« Loin d'être prescriptifs, nos documents cherchent à identifier des points de vigilance et donner des pistes d'approche », explique Emmanuel Hirsch, professeur d'éthique médicale (université Paris Saclay) et directeur de l'espace éthique de la région Ile-de-France. Ce dernier a installé, en partenariat avec l’Espace national de réflexion éthique maladies neuro-dégénératives et le Département de recherche en éthique de l’Université́ Paris-Saclay, l'observatoire « Covid-19 Éthique & société ».
L'un de ses groupes pluridisciplinaires vient de publier une fiche sur les enjeux éthiques décisionnels en réanimation. La pandémie actuelle rebat les cartes. « À cause des capacités limitées d'accueil et de traitement, on risque de ne pas pouvoir se permettre le temps de la discussion, de la recherche de consensus et de la convergence des points de vue, qui sont pourtant les conditions de l'acceptation d'une décision médicale », observe Emmanuel Hirsch. Et la conjugaison des paramètres (temporalité indéterminée, incertitudes scientifiques, expositions physiques et psychiques de soignants, craintes pour l'entourage, etc.), ne manque pas de rendre les dilemmes plus intenses.
Dès le Samu, se pose la question de la régulation.
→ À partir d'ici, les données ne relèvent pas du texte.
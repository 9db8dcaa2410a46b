use std::collections::BTreeMap;

use serde::Deserialize;

#[derive(Debug, Clone, Default, Deserialize)]
#[serde(rename_all = "camelCase")]
pub struct NextSequenceResponse {
    #[serde(default)]
    pub success: bool,
    #[serde(default)]
    pub sequence_numbers: Vec<u64>,
    #[serde(default)]
    pub gap_filled: bool,
    #[serde(default)]
    pub node_id: Option<String>,
    #[serde(default)]
    pub processing_time_ms: Option<u64>,
    #[serde(default)]
    pub site_id: Option<String>,
    #[serde(default)]
    pub partition_id: Option<String>,
    #[serde(default)]
    pub invoice_type: Option<String>,
    #[serde(default)]
    pub error: Option<String>,
}

#[derive(Debug, Clone, Default, Deserialize, PartialEq)]
#[serde(rename_all = "camelCase")]
pub struct StatsResponse {
    #[serde(default)]
    pub current_counter: Option<u64>,
    #[serde(default)]
    pub total_generated: Option<u64>,
    #[serde(default)]
    pub available_gaps: Option<u64>,
    #[serde(default)]
    pub average_latency_ms: Option<f64>,
    #[serde(default)]
    pub sequences_by_site_partition: Option<BTreeMap<String, u64>>,
}

#[derive(Debug, Clone, Default, Deserialize, PartialEq)]
#[serde(rename_all = "camelCase")]
pub struct HealthResponse {
    #[serde(default)]
    pub healthy: bool,
    #[serde(default)]
    pub current_counter: Option<u64>,
    #[serde(default)]
    pub status: Option<String>,
}

#[derive(Debug, Clone, Default, Deserialize)]
pub struct ReleaseResponse {
    #[serde(default)]
    pub success: bool,
    #[serde(default)]
    pub message: Option<String>,
    #[serde(default)]
    pub error: Option<String>,
}

#[derive(Debug, Clone, Default, Deserialize)]
pub struct ResetResponse {
    #[serde(default)]
    pub success: bool,
    #[serde(default)]
    pub message: Option<String>,
    #[serde(default)]
    pub error: Option<String>,
}

#[derive(Debug, Clone, Default, Deserialize)]
pub struct DemoResponse {
    #[serde(default)]
    pub name: String,
    #[serde(default)]
    pub success: bool,
    #[serde(default)]
    pub steps: Vec<DemoStep>,
    #[serde(default)]
    pub summary: Option<String>,
    #[serde(default)]
    pub sequences: Vec<u64>,
}

/// Outcome reported by the server for a single demo step.
#[derive(Debug, Clone, Copy, PartialEq, Eq, Deserialize)]
#[serde(rename_all = "lowercase")]
pub enum StepOutcome {
    Success,
    Failure,
    Info,
}

/// A demo step is either a structured record or, from older servers, bare text.
#[derive(Debug, Clone, PartialEq, Deserialize)]
#[serde(untagged)]
pub enum DemoStep {
    Structured {
        text: String,
        #[serde(default)]
        outcome: Option<StepOutcome>,
    },
    Plain(String),
}

impl DemoStep {
    pub fn text(&self) -> &str {
        match self {
            DemoStep::Structured { text, .. } => text,
            DemoStep::Plain(text) => text,
        }
    }

    pub fn reported_outcome(&self) -> Option<StepOutcome> {
        match self {
            DemoStep::Structured { outcome, .. } => *outcome,
            DemoStep::Plain(_) => None,
        }
    }
}
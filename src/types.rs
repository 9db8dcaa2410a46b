use thiserror::Error;

/// Errors raised while setting up or running the dashboard process.
#[derive(Debug, Error)]
pub enum DashboardError {
    #[error("HTTP client error: {0}")]
    Http(#[from] reqwest::Error),

    #[error("I/O error: {0}")]
    Io(#[from] std::io::Error),

    #[error("Configuration error: {0}")]
    Config(String),
}
//! Self-expiring operator notifications.
//!
//! Each notification lives for [`NOTIFICATION_TTL`], then spends [`EXIT_TRANSITION`]
//! in a leaving state before it is removed. Notifications are timed independently;
//! there is no cap and no deduplication.

use std::sync::{Arc, Mutex, MutexGuard};
use std::time::Duration;

use chrono::{DateTime, Utc};
use serde::{Deserialize, Serialize};
use tokio::time::{self, Instant};
use tracing::debug;

use crate::events::{DashboardEvent, EventBus};
use crate::scheduler::ScheduledTask;

pub const NOTIFICATION_TTL: Duration = Duration::from_millis(3000);
pub const EXIT_TRANSITION: Duration = Duration::from_millis(300);

#[derive(Debug, Clone, Copy, PartialEq, Eq, Serialize, Deserialize)]
#[serde(rename_all = "snake_case")]
pub enum NotificationLevel {
    Info,
    Success,
    Warning,
    Error,
}

impl NotificationLevel {
    pub fn label(&self) -> &'static str {
        match self {
            NotificationLevel::Info => "info",
            NotificationLevel::Success => "ok",
            NotificationLevel::Warning => "warn",
            NotificationLevel::Error => "error",
        }
    }
}

#[derive(Debug, Clone, Copy, PartialEq, Eq, Serialize)]
#[serde(rename_all = "snake_case")]
pub enum NotificationPhase {
    Visible,
    Leaving,
}

#[derive(Debug, Clone, PartialEq, Serialize)]
pub struct Notification {
    pub id: u64,
    pub message: String,
    pub level: NotificationLevel,
    pub created_at: DateTime<Utc>,
    pub ttl: Duration,
    pub phase: NotificationPhase,
}

#[derive(Debug, Default)]
struct QueueInner {
    next_id: u64,
    live: Vec<Notification>,
}

/// Shared handle to the live notification list.
#[derive(Debug, Clone)]
pub struct NotificationQueue {
    inner: Arc<Mutex<QueueInner>>,
    events: EventBus,
}

impl NotificationQueue {
    pub fn new(events: EventBus) -> Self {
        Self {
            inner: Arc::new(Mutex::new(QueueInner::default())),
            events,
        }
    }

    fn lock(&self) -> MutexGuard<'_, QueueInner> {
        self.inner.lock().unwrap_or_else(|poisoned| poisoned.into_inner())
    }

    /// Show `message` now and schedule its removal. Returns the notification id.
    pub fn emit(&self, message: impl Into<String>, level: NotificationLevel) -> u64 {
        let notification = {
            let mut inner = self.lock();
            inner.next_id += 1;
            let notification = Notification {
                id: inner.next_id,
                message: message.into(),
                level,
                created_at: Utc::now(),
                ttl: NOTIFICATION_TTL,
                phase: NotificationPhase::Visible,
            };
            inner.live.push(notification.clone());
            notification
        };

        let id = notification.id;
        debug!(id, level = level.label(), message = %notification.message, "Notification shown");
        self.events
            .publish(DashboardEvent::NotificationShown(notification));

        // Deadlines are anchored to creation so a late wakeup never stretches the lifetime
        let exit_at = Instant::now() + NOTIFICATION_TTL;
        let queue = self.clone();
        ScheduledTask::at(exit_at, async move {
            queue.begin_exit(id);
            time::sleep_until(exit_at + EXIT_TRANSITION).await;
            queue.remove(id);
        });

        id
    }

    fn begin_exit(&self, id: u64) {
        let leaving = {
            let mut inner = self.lock();
            match inner.live.iter_mut().find(|n| n.id == id) {
                Some(notification) => {
                    notification.phase = NotificationPhase::Leaving;
                    true
                }
                None => false,
            }
        };
        if leaving {
            self.events.publish(DashboardEvent::NotificationLeaving(id));
        }
    }

    /// Remove a notification. Returns `false` if it was already gone.
    pub fn remove(&self, id: u64) -> bool {
        let removed = {
            let mut inner = self.lock();
            let before = inner.live.len();
            inner.live.retain(|n| n.id != id);
            inner.live.len() != before
        };
        if removed {
            debug!(id, "Notification removed");
            self.events.publish(DashboardEvent::NotificationRemoved(id));
        }
        removed
    }

    pub fn live(&self) -> Vec<Notification> {
        self.lock().live.clone()
    }

    pub fn len(&self) -> usize {
        self.lock().live.len()
    }

    pub fn is_empty(&self) -> bool {
        self.lock().live.is_empty()
    }
}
Comment discriminer ? Faut-il préférer le critère de l'âge ou regarder l'indice de la fragilité ? Opter pour la logique du « premier arrivé, premier servi » ? Doit-on tenir compte du risque qu'aurait le patient à contaminer un groupe ou une collectivité ? Comment maintenir une équité nationale, alors que certains Samu sont saturés ?
Le tri, un enjeu démocratique
Puis en réanimation, comment concilier l'approche au cas par cas (rendue d'autant plus difficile que les patients ne sont pas toujours en état de s'exprimer, et les familles, non autorisées dans les services) et le recours à des règles générales ?
Les protocoles sont indispensables, selon Emmanuel Hirsch, et doivent être validés par le politique, même s'ils sont éclairés par le travail des sociétés savantes, et même si sur le terrain, leur application reste à la main de l'équipe soignante. « Qui va-t-on sauver ou abandonner ? Les "héros" ne peuvent être seuls. Les soignants endosseront d'autant plus facilement des choix aux lourdes conséquences vitales et sociales que les arbitrages seront assumés par le politique », considère Emmanuel Hirsch.
« Des recommandations de tri sont nécessaires : dès lors que l’expertise médicale n’est plus seule en lice, se demander qui est habilité à décider et selon quels critères devient un enjeu de démocratie », écrit Frédérique Leichter-Flack, membre du comité d'éthique du CNRS, dans un texte annexé au document de l'Observatoire. Et de préciser que « la priorisation doit refléter les valeurs de la nation ».
Tout en laissant la liberté de la réflexion à ceux qui se saisiront de ces travaux, qui portent également sur les Ehpad et le domicile, d'une part, et le handicap et les précarités d'autre part, l'observatoire attire l'attention sur l'importance de soutenir moralement les soignants et de leur témoigner de la considération. Y compris « les lendemains d'hyperactivité ».